■ What to work on ■
Your task is to find every line in the records that holds the string "QueryPlan" and copy it.

(Records from a data collection)
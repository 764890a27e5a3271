pub mod api;
pub mod attachment;
pub mod cli;
pub mod client;
pub mod clock;
pub mod config;
pub mod error;
pub mod output;
pub mod poll;
pub mod retry;
pub mod tools;
pub mod transport;

#[cfg(test)]
mod testing;

pub use client::GrsaiClient;
pub use error::{InputError, SkillError};

pub const API_KEY_ENV: &str = "GRSAI_API_KEY";
pub const BASE_URL_ENV: &str = "GRSAI_BASE_URL";
pub const DEFAULT_BASE_URL: &str = "https://grsaiapi.com";

/// Logs to stderr at `info` unless `RUST_LOG` says otherwise. Call once, from `main`.
pub fn init_logging() {
    pretty_env_logger::formatted_builder()
        .filter_level(log::LevelFilter::Info)
        .parse_env("RUST_LOG")
        .init();
}
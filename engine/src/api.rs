//! grsai wire types. The schemas belong to the provider; these structs only
//! cover the fields the tools read or write.

pub mod chat;
pub mod draw;

pub const CHAT_PATH: &str = "/v1/chat/completions";
pub const IMAGE_PATH: &str = "/v1/draw/nano-banana";
pub const VIDEO_PATH: &str = "/v1/video/veo";
pub const RESULT_PATH: &str = "/v1/draw/result";

/// Disables the provider's webhook callback; results are polled instead.
pub const NO_WEBHOOK: &str = "-1";
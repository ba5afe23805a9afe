//! # Stub Synthesizer
//!
//! Turns every [`SchemaOperation`] of a [`Schema`] into a [`StubDefinition`]: a typed Rust
//! method signature plus the plan the dispatcher follows to put a call on the wire.
//!
//! Synthesis is pure and deterministic. It fails with an [`UnsupportedTypeError`] when a type
//! has no Rust mapping, or when it cannot be carried by the protocol the operation is bound to:
//!
//! | protocol | constraint                                                         |
//! |----------|--------------------------------------------------------------------|
//! | REST     | path and header parameters are scalars, query parameters are scalars or lists of scalars |
//! | gRPC     | the result is a protobuf message known to one of the schema's descriptor pools |
//! | Cypher   | no raw bytes anywhere in parameters or result                      |
//! | Gremlin  | no raw bytes anywhere in parameters or result (GraphSON has no byte type) |
//!
//! Definitions are then attached to live transports with [`StubSet::bind`].
mod registry;
mod signature;

pub use registry::{BindError, ClientStub, StubRegistry};
pub use signature::{MethodSignature, RustType, TypedParam};
pub(crate) use signature::snake_ident;

use crate::{
    schema::{
        ParameterLocation, ProtocolBinding, QueryLanguage, Schema, SchemaOperation, TypeDef,
        TypeRef, Verb,
    },
    transport::Protocol,
};
use prost_reflect::MethodDescriptor;
use std::{
    collections::{BTreeMap, HashSet},
    fmt,
    sync::Arc,
};

#[derive(Debug, Clone, thiserror::Error)]
#[error("Operation '{operation}' cannot be bound to {protocol}: {context} of type '{ty}': {reason}")]
pub struct UnsupportedTypeError {
    pub operation: String,
    pub protocol: Protocol,
    /// Which part of the operation failed, e.g. `parameter 'id'` or `result`.
    pub context: String,
    pub ty: TypeRef,
    pub reason: String,
}

/// How the dispatcher places the arguments of a REST operation.
#[derive(Debug, Clone)]
pub struct RestPlan {
    pub verb: Verb,
    pub path: String,
    pub path_params: Vec<String>,
    pub query_params: Vec<String>,
    pub header_params: Vec<String>,
    pub body_param: Option<String>,
    /// False when the result is unit: whatever the server answers is drained and dropped.
    pub expects_body: bool,
}

#[derive(Debug, Clone)]
pub struct GrpcPlan {
    pub method: MethodDescriptor,
    /// For client and bidirectional streaming, the argument holding the message list.
    pub messages_param: Option<String>,
}

/// Which rows of a query result the caller receives.
#[derive(Debug, Clone, Copy, PartialEq, Eq)]
pub enum RowShape {
    /// Every row, as an array.
    All,
    /// The first row, or `null` when there is none.
    First,
    /// Nothing; the query is run for its side effects.
    Discard,
}

#[derive(Debug, Clone)]
pub struct QueryPlan {
    pub language: QueryLanguage,
    pub template: String,
    pub rows: RowShape,
}

#[derive(Debug, Clone)]
pub enum InvocationPlan {
    Rest(RestPlan),
    Grpc(GrpcPlan),
    Query(QueryPlan),
}

/// The synthesized form of one operation.
#[derive(Debug, Clone)]
pub struct StubDefinition {
    pub operation: Arc<SchemaOperation>,
    pub signature: MethodSignature,
    pub plan: InvocationPlan,
}

impl StubDefinition {
    pub fn id(&self) -> &str {
        &self.operation.id
    }

    pub fn protocol(&self) -> Protocol {
        Protocol::of(&self.operation.binding)
    }
}

impl fmt::Display for StubDefinition {
    fn fmt(&self, f: &mut fmt::Formatter<'_>) -> fmt::Result {
        let retry = if self.operation.idempotent {
            "idempotent"
        } else {
            "not idempotent"
        };
        writeln!(f, "{} [{}, {retry}]", self.operation.id, self.protocol())?;
        writeln!(f, "    {}", self.signature)?;
        write!(f, "    {}", self.operation.binding)
    }
}

/// Stub definitions of a schema, keyed and iterated by operation id.
#[derive(Debug, Clone, Default)]
pub struct StubSet {
    stubs: BTreeMap<String, StubDefinition>,
}

impl StubSet {
    pub fn get(&self, operation: &str) -> Option<&StubDefinition> {
        self.stubs.get(operation)
    }

    pub fn iter(&self) -> impl Iterator<Item = &StubDefinition> {
        self.stubs.values()
    }

    pub fn len(&self) -> usize {
        self.stubs.len()
    }

    pub fn is_empty(&self) -> bool {
        self.stubs.is_empty()
    }
}

impl IntoIterator for StubSet {
    type Item = StubDefinition;
    type IntoIter = std::collections::btree_map::IntoValues<String, StubDefinition>;

    fn into_iter(self) -> Self::IntoIter {
        self.stubs.into_values()
    }
}

impl fmt::Display for StubSet {
    fn fmt(&self, f: &mut fmt::Formatter<'_>) -> fmt::Result {
        for (i, stub) in self.stubs.values().enumerate() {
            if i > 0 {
                writeln!(f)?;
            }
            writeln!(f, "{stub}")?;
        }
        Ok(())
    }
}

/// Synthesizes a stub definition for every operation of the schema.
pub fn synthesize(schema: &Schema) -> Result<StubSet, UnsupportedTypeError> {
    let mut stubs = BTreeMap::new();

    for operation in schema.operations() {
        let definition = synthesize_operation(schema, operation)?;
        tracing::debug!(operation = %operation.id, signature = %definition.signature, "Synthesized stub");
        stubs.insert(operation.id.clone(), definition);
    }

    Ok(StubSet { stubs })
}

fn synthesize_operation(
    schema: &Schema,
    operation: &SchemaOperation,
) -> Result<StubDefinition, UnsupportedTypeError> {
    let protocol = Protocol::of(&operation.binding);
    let mapper = TypeMapper {
        schema,
        operation,
        protocol,
    };

    let mut params = Vec::with_capacity(operation.params.len());
    for param in &operation.params {
        let context = format!("parameter '{}'", param.name);
        mapper.check_location(&context, &param.ty, param.location)?;

        let ty = mapper.map(&context, &param.ty)?;
        params.push(TypedParam {
            ident: signature::snake_ident(&param.name),
            name: param.name.clone(),
            ty: if param.required { ty } else { ty.optional() },
        });
    }

    let result = mapper.map("result", &operation.result)?;
    let plan = mapper.plan()?;

    Ok(StubDefinition {
        operation: Arc::new(operation.clone()),
        signature: MethodSignature {
            name: signature::snake_ident(&operation.id),
            params,
            result,
        },
        plan,
    })
}

struct TypeMapper<'a> {
    schema: &'a Schema,
    operation: &'a SchemaOperation,
    protocol: Protocol,
}
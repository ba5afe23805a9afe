use super::{DispatchError, GsiClient, InitError, InvokeOptions};
use crate::{config::ClientConfig, schema::Schema, stub::StubRegistry};
use serde::de::DeserializeOwned;
use serde_json::Value;
use tokio::runtime::Runtime;

/// A [`GsiClient`] that blocks the calling thread until each invocation completes.
///
/// It owns a multi-threaded tokio runtime that drives the transports. It must not be used
/// from within another tokio runtime.
pub struct BlockingClient {
    client: GsiClient,
    runtime: Runtime,
}

impl BlockingClient {
    pub fn from_config(schema: &Schema, config: &ClientConfig) -> Result<Self, InitError> {
        let runtime = tokio::runtime::Builder::new_multi_thread()
            .enable_all()
            .thread_name("gsi-blocking")
            .build()
            .map_err(InitError::Runtime)?;

        // The gRPC channel needs a runtime to spawn its connection onto.
        let client = {
            let _guard = runtime.enter();
            GsiClient::from_config(schema, config)?
        };

        Ok(Self { client, runtime })
    }

    pub fn stubs(&self) -> &StubRegistry {
        self.client.stubs()
    }

    pub fn invoke(&self, operation: &str, arguments: Value) -> Result<Value, DispatchError> {
        self.runtime.block_on(self.client.invoke(operation, arguments))
    }

    pub fn invoke_with(
        &self,
        operation: &str,
        arguments: Value,
        options: InvokeOptions,
    ) -> Result<Value, DispatchError> {
        self.runtime
            .block_on(self.client.invoke_with(operation, arguments, options))
    }

    pub fn invoke_as<T: DeserializeOwned>(
        &self,
        operation: &str,
        arguments: Value,
    ) -> Result<T, DispatchError> {
        self.runtime
            .block_on(self.client.invoke_as(operation, arguments))
    }
}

■ Finished task ■
pub struct QueryPlan {
    Query(QueryPlan),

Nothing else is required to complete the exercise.